Study Supports Endologix AFX to Treat Aortoiliac Occlusive Disease

May 11, 2016—Findings from an investigation of the treatment of aortoiliac occlusive disease (AIOD) with the Endologix AFX unibody endograft (Endologix, Inc.) were published by Thomas S. Maldonado, MD, et al in the European Journal of Vascular and Endovascular Surgery (EJVES).

The investigators concluded that use of the AFX stent graft appears to be a safe and effective endovascular treatment for complex AIOD. They noted that this is the largest study to date to examine the use of the Endologix AFX device for the treatment of AIOD.

As summarized in EJVES, the current study examines the safety, efficacy, and early patency rates of the Endologix AFX unibody stent graft for treatment of AIOD.

The investigators conducted a multicenter retrospective review of 91 patients (56 males) treated exclusively for AIOD with the AFX device.
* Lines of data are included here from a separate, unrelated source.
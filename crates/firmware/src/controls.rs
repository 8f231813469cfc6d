//! Push-button controls and the live [`Config`] they edit.

use crate::scheduler::{COMMANDS, Command};
use embassy_stm32::{exti::ExtiInput, gpio::Output};
use embassy_sync::{
    blocking_mutex::raw::CriticalSectionRawMutex,
    watch::{Receiver, Sender, Watch},
};
use prisme_lib::configuration::{Config, CycleConfig};

const CONFIG_RECEIVER_CNT: usize = 1;
/// Syncs the live [`Config`] from the controls to the scheduler.
pub static CONFIG: Watch<CriticalSectionRawMutex, Config, CONFIG_RECEIVER_CNT> = Watch::new();
pub type ConfigSender<'a> = Sender<'a, CriticalSectionRawMutex, Config, CONFIG_RECEIVER_CNT>;
pub type ConfigReceiver<'a> = Receiver<'a, CriticalSectionRawMutex, Config, CONFIG_RECEIVER_CNT>;

/// Handles button presses, cycling through the arpeggiator patterns.
#[embassy_executor::task]
pub async fn cycle_pattern(mut button: ExtiInput<'static>, config: ConfigSender<'static>) -> ! {
    loop {
        button.wait_for_rising_edge().await;

        let Some(mut new_state) = config.try_get() else {
            continue;
        };
        new_state.pattern = new_state.pattern.cycle();
        info!("Pattern: {}", new_state.pattern.name());
        config.send(new_state);
    }
}

/// Toggles latch; the blue LED is lit while it is on.
#[embassy_executor::task]
pub async fn toggle_latch(
    mut button: ExtiInput<'static>,
    mut led: Output<'static>,
    config: ConfigSender<'static>,
) -> ! {
    loop {
        button.wait_for_falling_edge().await;

        let Some(mut new_state) = config.try_get() else {
            continue;
        };
        new_state.latch = !new_state.latch;
        config.send(new_state);

        if new_state.latch {
            led.set_high();
        } else {
            led.set_low();
        }
    }
}

/// Puts the aux CV output in learn mode; it follows whichever controller moves next.
#[embassy_executor::task]
pub async fn learn_aux(mut button: ExtiInput<'static>) -> ! {
    loop {
        button.wait_for_falling_edge().await;
        if COMMANDS.try_send(Command::LearnAux).is_err() {
            warn!("Command queue full; learn request dropped");
        }
    }
}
Primary, assisted primary, and secondary patency rates were noted. Clinical improvement was assessed using Rutherford classification and ankle brachial index. Mean duration of follow-up was 22.2 ± 11.2 months

Sixty-seven patients (74%) presented with lifestyle-limiting intermittent claudication and the remaining 24 patients (26%) had critical limb ischemia. Technical success was 100%. 

Complications included groin infection (n = 4 [4%]), groin hematoma (n = 4 [4%]), common iliac rupture (n = 4 [4%]), iliac dissection (n = 4 [4%]), and thromboembolic event (n = 3 [3%]; one femoral, one internal iliac artery, and one internal iliac with bilateral popliteal/tibial thromboemboli). 

The investigators reported that 30-day mortality was 1% (1/91) resulting from a case of extensive pelvic thromboembolism. At 1 year, 73% of patients experienced improvement in Rutherford stage of -3 or greater compared with baseline. Nine patients (10%) required 16 secondary interventions. At all time points, primary patency rates were > 90%, assisted patency rates were > 98%, and secondary patency rates were 100% for the Endologix AFX, reported the investigators in EJVES.